■ TO DO: The word "watermarked" occurs in some of the lines below; copy each of those lines.

==== EXCERPTED RECORDS ====

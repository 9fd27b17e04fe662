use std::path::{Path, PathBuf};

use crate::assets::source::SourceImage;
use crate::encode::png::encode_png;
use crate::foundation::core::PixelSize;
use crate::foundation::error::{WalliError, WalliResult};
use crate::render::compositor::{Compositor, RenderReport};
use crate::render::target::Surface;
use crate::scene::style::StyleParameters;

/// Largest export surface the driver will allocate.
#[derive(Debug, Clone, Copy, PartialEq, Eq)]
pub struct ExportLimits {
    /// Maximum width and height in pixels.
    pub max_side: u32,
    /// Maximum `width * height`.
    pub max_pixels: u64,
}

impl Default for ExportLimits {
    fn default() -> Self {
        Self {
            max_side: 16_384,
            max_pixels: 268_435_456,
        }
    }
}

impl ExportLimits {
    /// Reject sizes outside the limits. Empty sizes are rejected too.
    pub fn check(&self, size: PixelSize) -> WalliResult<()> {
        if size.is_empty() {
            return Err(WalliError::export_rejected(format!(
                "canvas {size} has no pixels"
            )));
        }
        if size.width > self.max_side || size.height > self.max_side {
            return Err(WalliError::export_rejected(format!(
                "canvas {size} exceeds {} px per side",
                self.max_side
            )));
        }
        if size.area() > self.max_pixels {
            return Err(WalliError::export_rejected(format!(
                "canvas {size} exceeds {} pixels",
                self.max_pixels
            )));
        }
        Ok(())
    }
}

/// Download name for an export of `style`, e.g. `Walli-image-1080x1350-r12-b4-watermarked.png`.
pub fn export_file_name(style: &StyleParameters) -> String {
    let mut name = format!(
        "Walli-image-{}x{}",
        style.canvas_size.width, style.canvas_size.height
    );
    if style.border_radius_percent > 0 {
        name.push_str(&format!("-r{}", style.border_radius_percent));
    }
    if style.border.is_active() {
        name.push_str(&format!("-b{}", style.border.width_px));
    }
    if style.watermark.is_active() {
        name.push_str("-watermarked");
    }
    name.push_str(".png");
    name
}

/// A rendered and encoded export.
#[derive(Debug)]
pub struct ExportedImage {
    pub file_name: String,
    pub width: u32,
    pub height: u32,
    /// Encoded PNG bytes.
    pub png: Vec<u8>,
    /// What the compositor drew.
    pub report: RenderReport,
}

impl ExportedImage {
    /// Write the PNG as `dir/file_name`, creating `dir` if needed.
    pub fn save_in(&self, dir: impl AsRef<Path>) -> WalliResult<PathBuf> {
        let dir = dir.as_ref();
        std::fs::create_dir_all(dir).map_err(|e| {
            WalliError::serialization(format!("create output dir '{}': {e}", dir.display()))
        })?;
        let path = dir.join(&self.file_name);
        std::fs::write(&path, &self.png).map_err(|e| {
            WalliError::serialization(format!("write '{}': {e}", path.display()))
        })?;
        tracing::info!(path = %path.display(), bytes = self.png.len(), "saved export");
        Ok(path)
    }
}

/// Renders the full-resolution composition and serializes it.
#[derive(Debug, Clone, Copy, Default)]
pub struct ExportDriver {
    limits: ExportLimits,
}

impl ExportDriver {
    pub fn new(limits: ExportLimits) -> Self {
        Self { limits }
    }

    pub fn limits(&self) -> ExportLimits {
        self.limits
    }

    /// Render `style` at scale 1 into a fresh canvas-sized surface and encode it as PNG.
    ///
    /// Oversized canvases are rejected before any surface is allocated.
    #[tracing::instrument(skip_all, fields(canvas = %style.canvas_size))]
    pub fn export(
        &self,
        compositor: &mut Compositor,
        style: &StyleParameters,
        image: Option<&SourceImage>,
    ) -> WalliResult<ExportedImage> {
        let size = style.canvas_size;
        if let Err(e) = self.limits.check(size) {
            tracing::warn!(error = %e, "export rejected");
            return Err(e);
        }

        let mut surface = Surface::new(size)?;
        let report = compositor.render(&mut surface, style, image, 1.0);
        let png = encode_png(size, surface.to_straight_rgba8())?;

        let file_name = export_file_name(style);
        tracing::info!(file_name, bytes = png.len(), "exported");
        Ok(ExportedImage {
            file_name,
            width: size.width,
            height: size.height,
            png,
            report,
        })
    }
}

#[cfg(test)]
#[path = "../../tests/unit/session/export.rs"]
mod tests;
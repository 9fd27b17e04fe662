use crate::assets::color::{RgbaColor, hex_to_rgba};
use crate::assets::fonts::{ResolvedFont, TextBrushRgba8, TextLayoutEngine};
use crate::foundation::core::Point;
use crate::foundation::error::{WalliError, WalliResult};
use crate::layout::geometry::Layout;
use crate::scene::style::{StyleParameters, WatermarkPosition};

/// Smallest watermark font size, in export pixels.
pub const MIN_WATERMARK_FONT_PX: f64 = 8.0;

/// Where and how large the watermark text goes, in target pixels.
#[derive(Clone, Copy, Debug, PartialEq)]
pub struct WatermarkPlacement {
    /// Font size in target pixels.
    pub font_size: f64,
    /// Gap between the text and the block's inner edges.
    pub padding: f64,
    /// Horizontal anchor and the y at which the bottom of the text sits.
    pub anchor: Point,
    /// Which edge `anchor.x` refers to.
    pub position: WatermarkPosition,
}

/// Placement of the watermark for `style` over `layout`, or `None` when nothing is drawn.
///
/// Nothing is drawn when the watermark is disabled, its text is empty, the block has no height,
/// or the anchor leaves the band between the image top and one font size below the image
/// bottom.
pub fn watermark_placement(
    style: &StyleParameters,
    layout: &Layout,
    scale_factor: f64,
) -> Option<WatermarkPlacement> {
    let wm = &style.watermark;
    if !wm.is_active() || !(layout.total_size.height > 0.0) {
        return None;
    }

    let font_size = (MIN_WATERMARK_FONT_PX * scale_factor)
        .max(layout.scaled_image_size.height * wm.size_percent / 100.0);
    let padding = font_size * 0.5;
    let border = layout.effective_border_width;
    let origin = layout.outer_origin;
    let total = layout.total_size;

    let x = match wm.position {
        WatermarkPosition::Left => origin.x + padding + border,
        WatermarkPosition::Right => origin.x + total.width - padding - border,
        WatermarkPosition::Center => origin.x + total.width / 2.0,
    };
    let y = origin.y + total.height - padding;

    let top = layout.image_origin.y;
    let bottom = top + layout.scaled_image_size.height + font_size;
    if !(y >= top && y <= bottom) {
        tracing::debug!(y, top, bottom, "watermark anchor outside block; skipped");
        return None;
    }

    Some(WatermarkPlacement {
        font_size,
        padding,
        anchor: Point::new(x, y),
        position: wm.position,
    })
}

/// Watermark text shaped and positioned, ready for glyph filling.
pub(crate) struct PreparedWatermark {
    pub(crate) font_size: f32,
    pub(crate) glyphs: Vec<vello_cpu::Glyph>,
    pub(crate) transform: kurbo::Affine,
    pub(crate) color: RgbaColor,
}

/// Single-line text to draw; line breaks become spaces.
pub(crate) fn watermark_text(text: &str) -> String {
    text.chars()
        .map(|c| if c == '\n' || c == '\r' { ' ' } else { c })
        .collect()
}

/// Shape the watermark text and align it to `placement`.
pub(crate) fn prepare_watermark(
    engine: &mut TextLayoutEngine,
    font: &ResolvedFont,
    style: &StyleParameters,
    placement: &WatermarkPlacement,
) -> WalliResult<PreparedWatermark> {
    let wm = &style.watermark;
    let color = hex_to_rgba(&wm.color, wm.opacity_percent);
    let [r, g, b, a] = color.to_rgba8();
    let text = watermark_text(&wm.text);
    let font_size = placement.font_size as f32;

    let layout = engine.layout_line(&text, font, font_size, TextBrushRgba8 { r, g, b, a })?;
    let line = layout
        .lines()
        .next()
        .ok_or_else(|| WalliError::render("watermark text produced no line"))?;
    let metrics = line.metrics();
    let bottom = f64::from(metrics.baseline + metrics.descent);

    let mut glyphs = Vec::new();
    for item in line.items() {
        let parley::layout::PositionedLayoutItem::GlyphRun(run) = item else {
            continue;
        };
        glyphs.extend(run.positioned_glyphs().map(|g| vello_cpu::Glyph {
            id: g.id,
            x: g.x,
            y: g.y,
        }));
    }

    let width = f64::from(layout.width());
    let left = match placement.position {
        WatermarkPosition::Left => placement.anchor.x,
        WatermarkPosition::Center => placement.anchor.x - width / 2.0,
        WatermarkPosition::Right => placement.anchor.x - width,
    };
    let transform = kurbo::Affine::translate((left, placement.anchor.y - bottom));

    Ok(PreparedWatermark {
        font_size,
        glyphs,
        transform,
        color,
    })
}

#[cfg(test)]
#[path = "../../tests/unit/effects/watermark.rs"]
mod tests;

====

■ RESPONSE AREA:
/// Download name for an export of `style`, e.g. `Walli-image-1080x1350-r12-b4-watermarked.png`.
        name.push_str("-watermarked");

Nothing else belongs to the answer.